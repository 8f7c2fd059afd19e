//! Centralized error types for inboxrules.

use std::path::PathBuf;
use thiserror::Error;

/// All errors produced by the inboxrules library.
///
/// The rule engine itself never surfaces these from `process`; they come
/// from the collaborators (rule source, record store, mailbox, ingestion).
#[derive(Error, Debug)]
pub enum InboxError {
    /// I/O error with the associated file path.
    #[error("I/O error on '{path}': {source}")]
    Io {
        path: PathBuf,
        source: std::io::Error,
    },

    /// The specified file does not exist.
    #[error("File not found: {0}")]
    FileNotFound(PathBuf),

    /// The rule document could not be decoded into rules.
    #[error("Invalid rule document '{origin}': {reason}")]
    RuleDocument { origin: String, reason: String },

    /// The record store file is corrupt or was written by an incompatible version.
    #[error("Corrupt or incompatible record store '{path}': {reason}")]
    InvalidStore { path: PathBuf, reason: String },

    /// The local mailbox state file could not be decoded.
    #[error("Invalid mailbox state '{path}': {reason}")]
    MailboxState { path: PathBuf, reason: String },

    /// Encoding a value for persistence failed.
    #[error("Serialization error: {0}")]
    Serialization(String),
}

/// Convenience alias for `Result<T, InboxError>`.
pub type Result<T> = std::result::Result<T, InboxError>;

impl InboxError {
    /// Create an `Io` variant from a path and an `io::Error`.
    ///
    /// `NotFound` is mapped to [`InboxError::FileNotFound`] so callers can
    /// tell a missing file apart from an unreadable one.
    pub fn io(path: impl Into<PathBuf>, source: std::io::Error) -> Self {
        let path = path.into();
        if source.kind() == std::io::ErrorKind::NotFound {
            Self::FileNotFound(path)
        } else {
            Self::Io { path, source }
        }
    }
}
//! Mailbox mutations requested by a rule.

use tracing::debug;

use crate::mailbox::MailService;

use super::diagnostics::{Diagnostic, DiagnosticSink};

/// What an action does.
#[derive(Debug, Clone, PartialEq, Eq)]
pub enum ActionKind {
    MarkRead,
    MarkUnread,
    /// Move to the mailbox named by the target.
    Move,
    /// Add the label named by the target.
    ApplyLabel,
    Unrecognized(String),
}

impl ActionKind {
    /// Map a rule-document action type (`"Mark as Read"`, …).
    pub fn parse(name: &str) -> Self {
        match name {
            "Mark as Read" => Self::MarkRead,
            "Mark as Unread" => Self::MarkUnread,
            "Move Message" => Self::Move,
            "Apply Label" => Self::ApplyLabel,
            other => Self::Unrecognized(other.to_string()),
        }
    }

    /// The rule-document name of this action type.
    pub fn label(&self) -> &str {
        match self {
            Self::MarkRead => "Mark as Read",
            Self::MarkUnread => "Mark as Unread",
            Self::Move => "Move Message",
            Self::ApplyLabel => "Apply Label",
            Self::Unrecognized(name) => name,
        }
    }

    /// What the target of this action names, for messages.
    pub fn target_noun(&self) -> &'static str {
        match self {
            Self::Move => "destination mailbox",
            Self::ApplyLabel => "label name",
            _ => "target",
        }
    }
}

/// One mutation, with its optional target (mailbox or label name).
///
/// A missing target on Move/ApplyLabel is only detected at [`Action::execute`].
#[derive(Debug, Clone, PartialEq, Eq)]
pub struct Action {
    pub kind: ActionKind,
    pub target: Option<String>,
}

impl Action {
    pub fn new(kind: ActionKind, target: Option<String>) -> Self {
        Self { kind, target }
    }

    /// Build an action from a rule-document type name and value.
    pub fn from_names(kind: &str, target: Option<String>) -> Self {
        Self::new(ActionKind::parse(kind), target)
    }

    /// Run this action for message `id`.
    ///
    /// Returns exactly what the mail service returned. Missing targets and
    /// unknown types fail without calling the mail service.
    pub fn execute(&self, mail: &mut dyn MailService, id: &str, sink: &dyn DiagnosticSink) -> bool {
        debug!(id, action = self.kind.label(), target = ?self.target, "Executing action");
        match &self.kind {
            ActionKind::MarkRead => mail.mark_read(id),
            ActionKind::MarkUnread => mail.mark_unread(id),
            ActionKind::Move => match self.required_target(id, sink) {
                Some(destination) => mail.move_message(id, destination),
                None => false,
            },
            ActionKind::ApplyLabel => match self.required_target(id, sink) {
                Some(label) => mail.apply_label(id, label),
                None => false,
            },
            ActionKind::Unrecognized(name) => {
                sink.emit(Diagnostic::UnknownActionType {
                    action: name.clone(),
                    record_id: id.to_string(),
                });
                false
            }
        }
    }

    fn required_target(&self, id: &str, sink: &dyn DiagnosticSink) -> Option<&str> {
        match self.target.as_deref() {
            Some(target) if !target.is_empty() => Some(target),
            _ => {
                sink.emit(Diagnostic::MissingActionTarget {
                    action: self.kind.clone(),
                    record_id: id.to_string(),
                });
                None
            }
        }
    }
}
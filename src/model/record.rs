//! The stored snapshot of one message.

use chrono::{DateTime, Utc};
use serde::{Deserialize, Serialize};

/// Metadata and plain-text body of a single message.
///
/// `id` is the only identity key: two records with the same id denote the
/// same message. Records are read-only while rules are evaluated.
#[derive(Debug, Clone, PartialEq, Serialize, Deserialize)]
pub struct EmailRecord {
    /// Stable message identifier (Message-ID or a content hash).
    pub id: String,

    /// Conversation identifier.
    pub thread_id: String,

    /// Raw sender in `"Display Name <addr>"` form, if the header was present.
    pub sender: Option<String>,

    /// Decoded subject line, if the header was present.
    pub subject: Option<String>,

    /// When the message was received. `None` if the `Date:` header was
    /// missing or unparseable.
    pub received_at: Option<DateTime<Utc>>,

    /// Plain-text body (may be empty).
    pub body: String,

    /// Ordered set of label names.
    pub labels: Vec<String>,
}

impl EmailRecord {
    /// Create a record with only its identity set.
    pub fn new(id: impl Into<String>, thread_id: impl Into<String>) -> Self {
        Self {
            id: id.into(),
            thread_id: thread_id.into(),
            sender: None,
            subject: None,
            received_at: None,
            body: String::new(),
            labels: Vec::new(),
        }
    }

    pub fn with_sender(mut self, sender: impl Into<String>) -> Self {
        self.sender = Some(sender.into());
        self
    }

    pub fn with_subject(mut self, subject: impl Into<String>) -> Self {
        self.subject = Some(subject.into());
        self
    }

    pub fn with_received_at(mut self, received_at: DateTime<Utc>) -> Self {
        self.received_at = Some(received_at);
        self
    }

    pub fn with_body(mut self, body: impl Into<String>) -> Self {
        self.body = body.into();
        self
    }

    /// Set the labels, dropping duplicates but keeping first-seen order.
    pub fn with_labels<I, S>(mut self, labels: I) -> Self
    where
        I: IntoIterator<Item = S>,
        S: Into<String>,
    {
        self.labels.clear();
        for label in labels {
            let label = label.into();
            if !self.labels.contains(&label) {
                self.labels.push(label);
            }
        }
        self
    }

    /// Sender for display: the raw header, or `"(unknown)"`.
    pub fn sender_display(&self) -> &str {
        self.sender.as_deref().unwrap_or("(unknown)")
    }

    /// Subject for display: the decoded subject, or `"(no subject)"`.
    pub fn subject_display(&self) -> &str {
        self.subject.as_deref().unwrap_or("(no subject)")
    }
}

· · · · · · ·

» **To do**
Your task is to copy every line in the entries that holds the string "derive".

» **Result of the task**
#[derive(Error, Debug)]
#[derive(Debug, Clone, PartialEq, Eq)]
#[derive(Debug, Clone, PartialEq, Eq)]
#[derive(Debug, Clone, PartialEq, Serialize, Deserialize)]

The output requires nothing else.